Electoral Reforms In India

Simultaneous Elections in India

Note4Students

From UPSC perspective, the following things are important :

Prelims level: Not much

Mains level: Paper 2- One nation one election

The article deals with the issue frequent elections in the country and highlights the need for debate on the idea of “one nation, one election”.

Need for debate on one nation one election

The idea has been around since at least 1983, when the Election Commission first mooted it. The concept needs to be debated mainly around five issues.

1) Financial costs of  conducting elections

  • The costs of conducting each assembly or parliamentary election are huge and, in some senses, incalculable.
  • Directly budgeted costs are around Rs 300 crore for a state the size of Bihar.
  • But there are other financial costs, and incalculable economic costs.
  • Before each election, a “revision” of electoral rolls is mandatory.
  • The costs of the millions of man-hours used are not charged to the election budget.
  • The economic costs of lost teaching weeks, delayed public works, badly delivered or undelivered welfare schemes to the poor have never been calculated.
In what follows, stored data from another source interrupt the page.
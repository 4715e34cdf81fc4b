pub mod fields;
pub mod items;

pub use fields::CustomFieldRegistry;
pub use items::{InventorySummary, ItemRepository};
use async_trait::async_trait;
use uuid::Uuid;

use crate::error::AppResult;
use crate::models::{CustomField, ItemUpdate, NewCustomField, NewItem, ScannedItem};

/// Per-user item collection in the backing store.
#[async_trait]
pub trait ItemStore: Send + Sync {
    /// All items for the user, most recently scanned first.
    async fn list(&self, user_id: Uuid) -> AppResult<Vec<ScannedItem>>;

    /// Insert one item; the store assigns the id.
    async fn insert(&self, user_id: Uuid, item: NewItem) -> AppResult<ScannedItem>;

    /// Insert a batch atomically, returning the persisted records in input
    /// order. On error nothing is considered inserted.
    async fn insert_many(&self, user_id: Uuid, items: Vec<NewItem>) -> AppResult<Vec<ScannedItem>>;

    /// Replace name/description/category/custom_fields wholesale.
    /// NotFound when the id does not exist for this user.
    async fn update(&self, user_id: Uuid, id: Uuid, update: ItemUpdate) -> AppResult<ScannedItem>;

    /// NotFound when the id does not exist for this user.
    async fn delete(&self, user_id: Uuid, id: Uuid) -> AppResult<()>;
}

/// Per-user custom field definitions in the backing store.
#[async_trait]
pub trait FieldStore: Send + Sync {
    /// The user's field set in creation order.
    async fn list(&self, user_id: Uuid) -> AppResult<Vec<CustomField>>;

    /// Atomically replace the whole field set: delete all existing rows and
    /// insert `fields` with fresh ids, in one transaction. An empty list
    /// clears the set without issuing an insert.
    async fn replace(
        &self,
        user_id: Uuid,
        fields: Vec<NewCustomField>,
    ) -> AppResult<Vec<CustomField>>;
}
2) Cost of repeated administrative freezes

  • The Model Code of Conduct (MCC) has economic costs too.
  • Works may have been announced long before an election is announced, but tenders cannot be finalised, nor work awarded, once the MCC comes into effect.
  • Time overruns translate into cost overruns.
  • But the huge costs of salaries and other administrative expenditures continue to be incurred.
  • Add to this the invisible cost of a missing leadership.
  • Important meetings and decisions get postponed, with costs and consequences that are difficult to calculate.
  • A NITI Aayog paper says that the country has at least one election each year.

3) Visible and invisible costs of repeatedly deploying security forces

  • There are also huge and visible costs of deploying security forces and transporting them, repeatedly.
  • A bigger invisible cost is paid by the nation in terms of diverting these forces from sensitive areas.

4)  Campaign and finance costs of political parties

  • There is little doubt that the fiscal and economic costs of an election are not trivial, and that two elections, held separately, will almost double costs, including those incurred by political parties themselves.

5) Question of regional/smaller parties having a level playing field

  • There are fears about the Centre somehow gaining greater power, or regional parties being at a disadvantage during simultaneously held elections.
  • However, fixed five-year terms for state legislatures in fact take away the central government’s power to dissolve state assemblies.
  •  Until 1967 when simultaneous elections were the norm.
  • The Constitution and other laws would need to be amended is obvious, but that is hardly an argument against the proposal.

Consider the question “There are huge costs associated with the frequent elections in the country. Is simultaneous elections a solution? What are the issues involved?”

Conclusion

As the elections in four states and one Union territory in March-April are suspected to have contributed to the second wave of Covid infections, a well-reasoned debate on a concept as important as “one nation, one election” is called for.